::: DATA :::

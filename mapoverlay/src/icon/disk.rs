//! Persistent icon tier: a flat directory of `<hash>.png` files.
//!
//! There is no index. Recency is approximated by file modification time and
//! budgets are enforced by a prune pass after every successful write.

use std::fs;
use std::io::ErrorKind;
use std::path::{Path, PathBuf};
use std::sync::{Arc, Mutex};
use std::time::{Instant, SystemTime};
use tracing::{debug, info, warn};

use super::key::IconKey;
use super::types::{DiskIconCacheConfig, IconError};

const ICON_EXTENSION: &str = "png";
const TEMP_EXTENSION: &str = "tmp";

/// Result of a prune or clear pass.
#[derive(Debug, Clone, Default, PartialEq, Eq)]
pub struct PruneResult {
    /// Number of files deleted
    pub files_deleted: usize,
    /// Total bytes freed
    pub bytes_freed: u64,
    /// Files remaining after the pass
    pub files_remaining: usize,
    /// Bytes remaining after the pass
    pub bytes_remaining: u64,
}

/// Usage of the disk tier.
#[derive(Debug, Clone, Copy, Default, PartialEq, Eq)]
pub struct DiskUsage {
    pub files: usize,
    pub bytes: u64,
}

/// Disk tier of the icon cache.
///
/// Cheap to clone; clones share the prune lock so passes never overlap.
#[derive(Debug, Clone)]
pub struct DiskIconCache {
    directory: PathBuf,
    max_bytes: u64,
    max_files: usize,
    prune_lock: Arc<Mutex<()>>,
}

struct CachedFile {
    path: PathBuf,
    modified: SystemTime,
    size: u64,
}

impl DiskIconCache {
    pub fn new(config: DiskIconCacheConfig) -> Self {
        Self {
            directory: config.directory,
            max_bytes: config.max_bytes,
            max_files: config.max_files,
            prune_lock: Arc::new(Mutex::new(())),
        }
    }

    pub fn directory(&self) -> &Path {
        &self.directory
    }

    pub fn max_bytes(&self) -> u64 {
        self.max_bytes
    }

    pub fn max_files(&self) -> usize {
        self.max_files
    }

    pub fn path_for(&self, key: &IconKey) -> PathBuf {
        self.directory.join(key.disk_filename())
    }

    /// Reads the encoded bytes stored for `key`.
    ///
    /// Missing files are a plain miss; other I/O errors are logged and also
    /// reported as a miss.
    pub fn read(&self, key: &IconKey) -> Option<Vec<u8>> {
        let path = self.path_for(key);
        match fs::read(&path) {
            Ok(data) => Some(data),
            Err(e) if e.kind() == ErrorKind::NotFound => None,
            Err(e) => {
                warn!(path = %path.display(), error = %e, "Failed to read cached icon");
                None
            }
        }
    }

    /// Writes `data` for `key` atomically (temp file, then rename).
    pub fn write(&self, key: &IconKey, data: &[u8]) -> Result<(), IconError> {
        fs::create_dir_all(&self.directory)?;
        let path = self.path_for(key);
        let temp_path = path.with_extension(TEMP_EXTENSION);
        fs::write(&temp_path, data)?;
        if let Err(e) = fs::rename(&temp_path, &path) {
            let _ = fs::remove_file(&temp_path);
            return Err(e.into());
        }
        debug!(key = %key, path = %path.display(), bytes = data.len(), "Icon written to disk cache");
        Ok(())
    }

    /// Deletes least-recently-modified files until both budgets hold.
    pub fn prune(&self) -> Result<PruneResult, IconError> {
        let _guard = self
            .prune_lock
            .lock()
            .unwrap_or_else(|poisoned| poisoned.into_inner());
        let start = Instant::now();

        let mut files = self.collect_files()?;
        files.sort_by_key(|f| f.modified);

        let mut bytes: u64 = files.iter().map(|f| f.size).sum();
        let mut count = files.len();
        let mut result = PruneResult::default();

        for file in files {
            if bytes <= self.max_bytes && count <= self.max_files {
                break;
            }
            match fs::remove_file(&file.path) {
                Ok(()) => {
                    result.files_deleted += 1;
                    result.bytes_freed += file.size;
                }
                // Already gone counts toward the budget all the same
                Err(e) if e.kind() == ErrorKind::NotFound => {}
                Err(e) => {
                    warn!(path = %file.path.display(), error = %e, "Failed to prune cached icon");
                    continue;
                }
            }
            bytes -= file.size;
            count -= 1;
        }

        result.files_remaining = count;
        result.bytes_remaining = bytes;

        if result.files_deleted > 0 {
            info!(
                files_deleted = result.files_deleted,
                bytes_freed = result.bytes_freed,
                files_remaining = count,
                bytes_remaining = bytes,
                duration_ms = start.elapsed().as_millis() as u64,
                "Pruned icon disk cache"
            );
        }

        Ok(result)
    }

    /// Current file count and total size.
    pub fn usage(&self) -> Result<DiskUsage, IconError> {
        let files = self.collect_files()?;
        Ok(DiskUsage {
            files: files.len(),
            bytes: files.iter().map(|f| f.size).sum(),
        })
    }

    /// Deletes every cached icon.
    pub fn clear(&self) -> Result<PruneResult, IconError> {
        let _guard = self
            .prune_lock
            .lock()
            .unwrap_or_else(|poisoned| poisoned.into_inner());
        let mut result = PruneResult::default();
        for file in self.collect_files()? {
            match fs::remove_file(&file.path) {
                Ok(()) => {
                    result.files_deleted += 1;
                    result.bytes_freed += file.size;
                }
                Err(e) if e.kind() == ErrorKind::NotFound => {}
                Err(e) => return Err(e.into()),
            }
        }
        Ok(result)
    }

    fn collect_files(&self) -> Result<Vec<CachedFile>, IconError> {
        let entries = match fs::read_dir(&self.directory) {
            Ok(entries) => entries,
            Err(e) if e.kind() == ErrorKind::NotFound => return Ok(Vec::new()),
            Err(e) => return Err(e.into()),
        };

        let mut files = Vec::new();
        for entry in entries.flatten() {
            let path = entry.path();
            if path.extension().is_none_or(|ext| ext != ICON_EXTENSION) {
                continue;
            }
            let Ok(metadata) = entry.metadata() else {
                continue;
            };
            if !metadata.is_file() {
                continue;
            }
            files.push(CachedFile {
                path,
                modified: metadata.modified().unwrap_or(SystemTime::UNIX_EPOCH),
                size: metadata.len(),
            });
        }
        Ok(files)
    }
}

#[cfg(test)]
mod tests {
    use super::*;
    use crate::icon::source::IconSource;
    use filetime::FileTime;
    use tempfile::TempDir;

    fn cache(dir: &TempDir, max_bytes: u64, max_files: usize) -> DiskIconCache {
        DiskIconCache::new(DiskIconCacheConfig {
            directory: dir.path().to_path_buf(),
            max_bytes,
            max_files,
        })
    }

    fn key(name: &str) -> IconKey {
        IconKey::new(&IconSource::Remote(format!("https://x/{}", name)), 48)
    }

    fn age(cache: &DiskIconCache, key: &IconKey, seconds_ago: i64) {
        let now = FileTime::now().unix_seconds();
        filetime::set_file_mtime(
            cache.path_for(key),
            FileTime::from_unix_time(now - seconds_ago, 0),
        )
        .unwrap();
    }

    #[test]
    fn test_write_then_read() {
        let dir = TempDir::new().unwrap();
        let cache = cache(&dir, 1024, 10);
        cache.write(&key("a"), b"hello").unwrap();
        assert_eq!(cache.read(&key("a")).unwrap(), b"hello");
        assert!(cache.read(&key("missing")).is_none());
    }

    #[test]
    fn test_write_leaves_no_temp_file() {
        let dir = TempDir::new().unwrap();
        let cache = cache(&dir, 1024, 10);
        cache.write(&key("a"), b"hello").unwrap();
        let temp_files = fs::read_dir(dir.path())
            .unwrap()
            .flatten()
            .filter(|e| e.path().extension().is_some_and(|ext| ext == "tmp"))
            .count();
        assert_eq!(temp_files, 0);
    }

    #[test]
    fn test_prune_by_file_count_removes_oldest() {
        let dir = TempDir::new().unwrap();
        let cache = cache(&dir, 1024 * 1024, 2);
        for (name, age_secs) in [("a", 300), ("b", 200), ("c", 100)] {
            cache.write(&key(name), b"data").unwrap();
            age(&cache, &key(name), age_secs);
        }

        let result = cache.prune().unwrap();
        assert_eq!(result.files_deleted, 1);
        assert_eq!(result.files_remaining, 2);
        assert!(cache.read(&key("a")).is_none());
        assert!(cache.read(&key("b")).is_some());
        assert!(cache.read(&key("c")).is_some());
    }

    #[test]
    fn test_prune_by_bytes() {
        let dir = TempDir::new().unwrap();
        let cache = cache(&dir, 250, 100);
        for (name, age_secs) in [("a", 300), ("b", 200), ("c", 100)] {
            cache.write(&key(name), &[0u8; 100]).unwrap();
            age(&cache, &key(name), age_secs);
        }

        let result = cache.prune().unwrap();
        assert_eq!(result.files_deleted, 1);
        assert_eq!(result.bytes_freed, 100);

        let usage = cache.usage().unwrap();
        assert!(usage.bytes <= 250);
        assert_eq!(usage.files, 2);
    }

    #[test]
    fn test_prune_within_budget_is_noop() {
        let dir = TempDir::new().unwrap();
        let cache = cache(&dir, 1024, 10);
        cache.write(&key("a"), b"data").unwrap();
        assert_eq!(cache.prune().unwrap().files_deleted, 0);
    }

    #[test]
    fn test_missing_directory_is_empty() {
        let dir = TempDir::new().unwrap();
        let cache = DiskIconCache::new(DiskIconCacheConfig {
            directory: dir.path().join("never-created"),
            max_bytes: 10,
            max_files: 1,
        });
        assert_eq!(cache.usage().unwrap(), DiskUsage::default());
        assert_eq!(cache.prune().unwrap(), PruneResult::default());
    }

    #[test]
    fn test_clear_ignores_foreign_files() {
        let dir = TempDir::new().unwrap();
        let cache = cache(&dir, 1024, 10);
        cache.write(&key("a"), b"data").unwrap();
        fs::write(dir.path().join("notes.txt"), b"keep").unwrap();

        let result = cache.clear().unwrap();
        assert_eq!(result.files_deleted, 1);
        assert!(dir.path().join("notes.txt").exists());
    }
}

:::
::: DATA :::

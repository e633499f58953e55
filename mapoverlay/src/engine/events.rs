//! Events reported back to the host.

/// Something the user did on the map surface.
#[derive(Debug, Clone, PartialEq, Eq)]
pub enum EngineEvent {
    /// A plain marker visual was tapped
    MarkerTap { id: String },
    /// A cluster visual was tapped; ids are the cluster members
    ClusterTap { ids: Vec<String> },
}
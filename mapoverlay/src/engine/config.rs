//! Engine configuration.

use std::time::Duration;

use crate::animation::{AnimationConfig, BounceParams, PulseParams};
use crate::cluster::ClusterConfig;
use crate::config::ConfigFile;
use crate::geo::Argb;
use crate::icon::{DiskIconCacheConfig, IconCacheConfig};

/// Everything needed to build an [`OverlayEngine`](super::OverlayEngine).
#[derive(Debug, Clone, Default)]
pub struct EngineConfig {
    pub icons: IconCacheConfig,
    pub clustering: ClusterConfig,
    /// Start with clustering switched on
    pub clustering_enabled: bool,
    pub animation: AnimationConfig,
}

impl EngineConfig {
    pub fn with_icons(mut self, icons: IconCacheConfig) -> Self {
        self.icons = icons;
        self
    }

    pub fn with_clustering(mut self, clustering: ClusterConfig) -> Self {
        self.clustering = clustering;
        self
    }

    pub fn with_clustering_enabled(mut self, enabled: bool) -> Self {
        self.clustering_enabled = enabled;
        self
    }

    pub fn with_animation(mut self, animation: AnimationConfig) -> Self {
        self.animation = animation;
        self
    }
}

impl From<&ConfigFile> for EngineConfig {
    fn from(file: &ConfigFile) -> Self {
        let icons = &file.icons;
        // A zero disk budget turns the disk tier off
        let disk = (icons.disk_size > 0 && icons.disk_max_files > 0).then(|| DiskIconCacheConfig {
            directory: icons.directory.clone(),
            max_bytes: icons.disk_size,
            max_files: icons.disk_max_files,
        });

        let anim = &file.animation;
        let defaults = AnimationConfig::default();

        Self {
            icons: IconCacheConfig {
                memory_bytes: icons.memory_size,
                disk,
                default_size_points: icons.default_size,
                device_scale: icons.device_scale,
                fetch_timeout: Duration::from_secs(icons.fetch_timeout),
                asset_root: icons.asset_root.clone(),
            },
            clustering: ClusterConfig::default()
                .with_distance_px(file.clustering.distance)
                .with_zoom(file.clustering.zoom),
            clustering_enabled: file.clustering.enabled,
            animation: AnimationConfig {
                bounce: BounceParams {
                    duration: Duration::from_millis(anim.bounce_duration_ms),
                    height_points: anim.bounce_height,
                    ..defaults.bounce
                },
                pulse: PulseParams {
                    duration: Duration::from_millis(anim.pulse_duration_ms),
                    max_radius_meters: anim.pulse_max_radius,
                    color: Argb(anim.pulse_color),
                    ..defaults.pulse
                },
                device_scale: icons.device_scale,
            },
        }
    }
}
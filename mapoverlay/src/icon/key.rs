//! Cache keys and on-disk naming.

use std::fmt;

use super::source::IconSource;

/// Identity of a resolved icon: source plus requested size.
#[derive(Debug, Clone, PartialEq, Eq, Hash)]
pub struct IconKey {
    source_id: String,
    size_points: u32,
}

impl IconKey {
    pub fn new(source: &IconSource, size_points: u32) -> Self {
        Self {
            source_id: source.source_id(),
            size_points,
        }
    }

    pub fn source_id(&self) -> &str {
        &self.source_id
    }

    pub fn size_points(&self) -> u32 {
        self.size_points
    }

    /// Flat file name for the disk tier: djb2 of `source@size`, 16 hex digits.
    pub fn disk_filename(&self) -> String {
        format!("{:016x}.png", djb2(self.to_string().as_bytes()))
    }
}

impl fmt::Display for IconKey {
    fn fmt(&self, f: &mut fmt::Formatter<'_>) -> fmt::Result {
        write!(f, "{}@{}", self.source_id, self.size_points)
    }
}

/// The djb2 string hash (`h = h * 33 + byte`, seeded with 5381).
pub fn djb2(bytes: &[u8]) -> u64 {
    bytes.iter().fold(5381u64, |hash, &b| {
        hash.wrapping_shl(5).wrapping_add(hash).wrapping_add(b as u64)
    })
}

:::

**EXERCISE DESCRIPTION:**
Look through the entries above, find each line containing "BounceParams", and copy it.

**WRITTEN RESPONSE:**
use crate::animation::{AnimationConfig, BounceParams, PulseParams};
                bounce: BounceParams {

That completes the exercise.